Gas-phase ion isomer analysis reveals the mechanism of peptide sequence scrambling

Abstract

Peptide sequence scrambling during mass spectrometry-based gas-phase fragmentation analysis causes misidentification of peptides and proteins. Thus, there is a need to develop an efficient approach to probing the gas-phase fragment ion isomers related to sequence scrambling and the underlying fragmentation mechanism, which will facilitate the development of bioinformatics algorithm for proteomics research. Herein, we report on the first use of electron transfer dissociation (ETD)-produced diagnostic fragment ions to probe the components of gas-phase peptide fragment ion isomers.

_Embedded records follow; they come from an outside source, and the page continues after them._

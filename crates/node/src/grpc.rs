// Path: crates/node/src/grpc.rs
//! The node's binary-RPC surface. Semantics match the HTTP handlers:
//! claim-first, same wire codes, same result shapes.

use crate::http::v1::report_to_hub;
use crate::prove::ProveParams;
use crate::prover::circom::CircomOp;
use crate::NodeState;
use provenet_ipc::prove::prove_service_server::ProveService as ProveServiceRpc;
use provenet_ipc::prove::{
    Empty, GetPublicKeyResponse, ProveBaseRequest, ProveNosha256OffchainRequest,
    ProveNosha256OffchainResponse, ProveNosha256Request, ProveNosha256Response,
    ProveNosha256WithWitnessRequest, ProveNosha256WithWitnessResponse, ProveRequest,
    ProveResponse, StatusResponse, UpdateVerifierRequest,
};
use provenet_types::error::TaskError;
use provenet_types::response::WireCode;
use std::sync::Arc;
use tonic::{Request, Response, Status};

/// Tonic service wrapping the shared node state.
pub struct ProveServiceGrpc {
    state: Arc<NodeState>,
}

impl ProveServiceGrpc {
    /// A service over the shared state.
    pub fn new(state: Arc<NodeState>) -> Self {
        Self { state }
    }

    fn claim(&self, proof_hash: &str) -> Result<(), StatusResponse> {
        self.state.task_cache.claim(proof_hash).map_err(|e: TaskError| {
            StatusResponse {
                code: WireCode::from(e).code(),
                msg: e.to_string(),
            }
        })
    }
}

fn params_from_base(
    base: Option<ProveBaseRequest>,
    length: u32,
    task_type: i32,
    oauth_provider: String,
) -> ProveParams {
    let base = base.unwrap_or_default();
    ProveParams {
        prover_id: base.prover_id,
        circuit_template_id: base.circuit_template_id,
        payload: base.input_data,
        is_encrypted: base.is_encrypted,
        auth_token: base.auth_token,
        task_type,
        length,
        oauth_provider,
    }
}

fn status_ok() -> StatusResponse {
    StatusResponse {
        code: WireCode::Successfully.code(),
        msg: WireCode::Successfully.msg().to_string(),
    }
}

#[tonic::async_trait]
impl ProveServiceRpc for ProveServiceGrpc {
    async fn ping(&self, _request: Request<Empty>) -> Result<Response<StatusResponse>, Status> {
        Ok(Response::new(StatusResponse {
            code: WireCode::Successfully.code(),
            msg: "Pong".to_string(),
        }))
    }

    async fn get_public_key(
        &self,
        _request: Request<Empty>,
    ) -> Result<Response<GetPublicKeyResponse>, Status> {
        let response = match self.state.prove.get_public_key().await {
            Ok(public_key) => GetPublicKeyResponse {
                base_response: Some(status_ok()),
                public_key,
            },
            Err(e) => GetPublicKeyResponse {
                base_response: Some(StatusResponse {
                    code: WireCode::NodePublicKeyNotFound.code(),
                    msg: e.to_string(),
                }),
                public_key: String::new(),
            },
        };
        Ok(Response::new(response))
    }

    async fn update_verifier(
        &self,
        request: Request<UpdateVerifierRequest>,
    ) -> Result<Response<StatusResponse>, Status> {
        let request = request.into_inner();
        let envelope = match self.state.crypto_keys.envelope().await {
            Ok(envelope) => envelope,
            Err(_) => {
                return Ok(Response::new(StatusResponse {
                    code: WireCode::NodePrivateKeyNotFound.code(),
                    msg: WireCode::NodePrivateKeyNotFound.msg().to_string(),
                }))
            }
        };
        let parsed = envelope.decrypt(&request.proof_hash).ok().zip(
            envelope
                .decrypt(&request.verifier)
                .ok()
                .and_then(|raw| serde_json::from_str::<Vec<String>>(&raw).ok()),
        );
        let Some((proof_hash, verifiers)) = parsed.filter(|(_, v)| !v.is_empty()) else {
            return Ok(Response::new(StatusResponse {
                code: WireCode::NodePrivateKeyInvalid.code(),
                msg: WireCode::NodePrivateKeyInvalid.msg().to_string(),
            }));
        };
        let response = if self.state.hub.update_verifier(&proof_hash, &verifiers).await {
            status_ok()
        } else {
            StatusResponse {
                code: WireCode::NodeError.code(),
                msg: "Update failed".to_string(),
            }
        };
        Ok(Response::new(response))
    }

    async fn prove_nosha256(
        &self,
        request: Request<ProveNosha256Request>,
    ) -> Result<Response<ProveNosha256Response>, Status> {
        let request = request.into_inner();
        if let Err(status) = self.claim(&request.proof_hash) {
            return Ok(Response::new(ProveNosha256Response {
                base_response: Some(status),
                proof_data: String::new(),
            }));
        }
        let params = params_from_base(
            request.base_request,
            request.length,
            request.task_type,
            request.oauth_provider,
        );
        let result = self.state.prove.prove_v1(CircomOp::Nosha256, &params).await;
        report_to_hub(&self.state, &request.proof_hash, &result).await;
        Ok(Response::new(ProveNosha256Response {
            base_response: Some(StatusResponse {
                code: result.code,
                msg: result.msg,
            }),
            proof_data: result.proof.unwrap_or_default(),
        }))
    }

    async fn prove_nosha256_with_witness(
        &self,
        request: Request<ProveNosha256WithWitnessRequest>,
    ) -> Result<Response<ProveNosha256WithWitnessResponse>, Status> {
        let request = request.into_inner();
        if let Err(status) = self.claim(&request.proof_hash) {
            return Ok(Response::new(ProveNosha256WithWitnessResponse {
                base_response: Some(status),
                proof_data: String::new(),
                witness_data: String::new(),
            }));
        }
        let params = params_from_base(
            request.base_request,
            request.length,
            request.task_type,
            request.oauth_provider,
        );
        let result = self
            .state
            .prove
            .prove_v1(CircomOp::Nosha256WithWitness, &params)
            .await;
        report_to_hub(&self.state, &request.proof_hash, &result).await;
        Ok(Response::new(ProveNosha256WithWitnessResponse {
            base_response: Some(StatusResponse {
                code: result.code,
                msg: result.msg,
            }),
            proof_data: result.proof.unwrap_or_default(),
            witness_data: result.witness.unwrap_or_default(),
        }))
    }

    async fn prove_nosha256_offchain(
        &self,
        request: Request<ProveNosha256OffchainRequest>,
    ) -> Result<Response<ProveNosha256OffchainResponse>, Status> {
        let request = request.into_inner();
        if let Err(status) = self.claim(&request.proof_hash) {
            return Ok(Response::new(ProveNosha256OffchainResponse {
                base_response: Some(status),
                proof_data: Vec::new(),
                witness_data: String::new(),
            }));
        }
        let params = params_from_base(
            request.base_request,
            request.length,
            request.task_type,
            request.oauth_provider,
        );
        let result = self
            .state
            .prove
            .prove_v1(CircomOp::Nosha256Offchain, &params)
            .await;
        report_to_hub(&self.state, &request.proof_hash, &result).await;
        Ok(Response::new(ProveNosha256OffchainResponse {
            base_response: Some(StatusResponse {
                code: result.code,
                msg: result.msg,
            }),
            proof_data: result.proof_bytes.unwrap_or_default(),
            witness_data: result.witness.unwrap_or_default(),
        }))
    }

    async fn prove(
        &self,
        request: Request<ProveRequest>,
    ) -> Result<Response<ProveResponse>, Status> {
        let request = request.into_inner();
        if let Err(status) = self.claim(&request.proof_hash) {
            return Ok(Response::new(ProveResponse {
                base_response: Some(status),
                ..ProveResponse::default()
            }));
        }
        let params = ProveParams {
            prover_id: request.prover,
            circuit_template_id: request.circuit_template_id,
            payload: request.payload,
            is_encrypted: request.is_encrypted,
            auth_token: request.auth_token,
            task_type: request.task_type,
            length: request.length,
            oauth_provider: request.oauth_provider,
        };
        let result = self.state.prove.prove_v2(&params).await;
        report_to_hub(&self.state, &request.proof_hash, &result).await;
        Ok(Response::new(ProveResponse {
            base_response: Some(StatusResponse {
                code: result.code,
                msg: result.msg,
            }),
            proof: result.proof.unwrap_or_default(),
            proof_solidity: result.proof_solidity.unwrap_or_default(),
            proof_bytes: result.proof_bytes.unwrap_or_default(),
            public_witness: result.public_witness.unwrap_or_default(),
            public_witness_bytes: result.public_witness_bytes.unwrap_or_default(),
        }))
    }
}
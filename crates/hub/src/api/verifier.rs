// Path: crates/hub/src/api/verifier.rs
//! `PUT /verifier`: accept an encrypted verifier update and relay it.

use crate::api::reply;
use crate::AppState;
use axum::extract::State;
use axum::http::StatusCode;
use axum::response::Response;
use axum::Json;
use provenet_types::response::WireCode;
use serde::{Deserialize, Serialize};
use std::sync::Arc;

/// Body of `PUT /verifier`: both fields ciphertext under the hub session
/// public key; `verifiers` decrypts to a JSON string array.
#[derive(Debug, Serialize, Deserialize)]
pub struct PutVerifierRequest {
    /// Encrypted proof hash.
    pub proof_hash: String,
    /// Encrypted verifier list (JSON array text).
    pub verifiers: String,
}

/// Decrypt both fields, parse the verifier array, forward to the explorer.
pub async fn put_verifier(
    State(state): State<Arc<AppState>>,
    Json(body): Json<PutVerifierRequest>,
) -> Response {
    let envelope = match state.session_keys.envelope().await {
        Ok(envelope) => envelope,
        Err(e) => {
            tracing::error!(target: "hub", endpoint = "PUT /verifier", error = %e, "session key unavailable");
            return reply(StatusCode::INTERNAL_SERVER_ERROR, WireCode::PrivateKeyNotExist);
        }
    };

    // A verifier list that decrypts but does not parse as a JSON array is
    // the same failure as one that does not decrypt.
    let parsed = envelope.decrypt(&body.proof_hash).ok().zip(
        envelope
            .decrypt(&body.verifiers)
            .ok()
            .and_then(|raw| serde_json::from_str::<Vec<String>>(&raw).ok()),
    );
    let Some((proof_hash, verifiers)) = parsed else {
        tracing::error!(target: "hub", endpoint = "PUT /verifier", "decryption failed");
        return reply(StatusCode::BAD_REQUEST, WireCode::DecryptionFailed);
    };
    if verifiers.is_empty() {
        tracing::error!(target: "hub", endpoint = "PUT /verifier", "decryption returned empty data");
        return reply(StatusCode::BAD_REQUEST, WireCode::DecryptionFailed);
    }

    tracing::info!(
        target: "hub",
        endpoint = "PUT /verifier",
        proof_hash = %proof_hash,
        verifiers = verifiers.len(),
        "verifier update accepted"
    );
    state.explorer.update_verifier(&proof_hash, &verifiers).await;

    reply(StatusCode::OK, WireCode::Successfully)
}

In combination with ion mobility spectrometry (IMS) and formaldehyde labeling, this novel strategy enables qualitative and quantitative analysis of b-type fragment ion isomers. ETD fragmentation produced diagnostic fragment ions indicative of the precursor ion isomer components, and subsequent IMS analysis of b ion isomers provided their quantitative and structural information. The isomer components of three representative b ions (b9, b10, and b33 from three different peptides) were accurately profiled by this method. IMS analysis of the b9 ion isomers exhibited dynamic conversion among these structures. Furthermore, molecular dynamics simulation predicted theoretical drift time values, which were in good agreement with experimentally measured values. Our results strongly support the mechanism of peptide sequence scrambling via b ion cyclization, and provide the first experimental evidence to support that the conversion from molecular precursor ion to cyclic b ion (M → (c)b) pathway is less energetically (or kinetically) favored.

Figure 1

Workflow of the developed strategy for gas-phase ion isomer analysis. On the left panel, under ETD fragmentation each b ion isomer generates certain diagnostic fragment ions and the FH-labeled linear b ion is used for alignment. On the right panel, each isomer is separated by IMS, followed by comparison with the drift time of the FH-labeled b ions. Although ETD fragments multiply charged ions, we show singly charged ions here for simplicity in illustration.

Figure 2

ETD fragmentation spectra and IMS distributions of three b ions. (A,B) b₉²⁺ ion of neurokinin. (C,D) _FH-b₉²⁺ ion of neurokinin. (E,F) b₁₀²⁺ ion of substance P. (G,H) _FH-b₁₀²⁺ ion of substance P. (I,J) b₃₃⁴⁺ ion of CPRP. (K,L) _FH-b₃₃⁴⁺ ion of CPRP. The letter n denotes system noise. The details of ion assignment are listed in Tables S4–9.

Figure 3

IMS dynamics study of neurokinin b₉. (A) Workflow of the experimental design on ESI-QTOF-IMS. (B) Drift time distributions of b₉²⁺ under various collision energy values (CE, eV; bin, 0.069 ms). (C,D) CID spectra of b₉²⁺ from MS³-IMS-MS⁴ experiment. (E) Simulated drift time distributions of the four b₉²⁺ isomers (bin, 0.069 ms). Note that the integrated distributions from simulations are the same for the four isomers because 1500 structures are used for the simulation of each isomer. By contrast, the populations of the four isomers are different in experiment.

Figure 4

MS² (CID) of CPRP peptide (A) and MS³ (CID) of b₃₃ ion (B) acquired on LTQ-FTICR. The ^rb ions were highlighted with red and assigned according to ion nomenclature reported in Ref. The details of ion assignment are listed in Table S10. Note that the [b₃₃19]b₉~[b₃₃19]b₁₄ and [b₃₃8]b₂₅ ions could also be internal fragments produced by backbone cleavage of ^olb₃₃.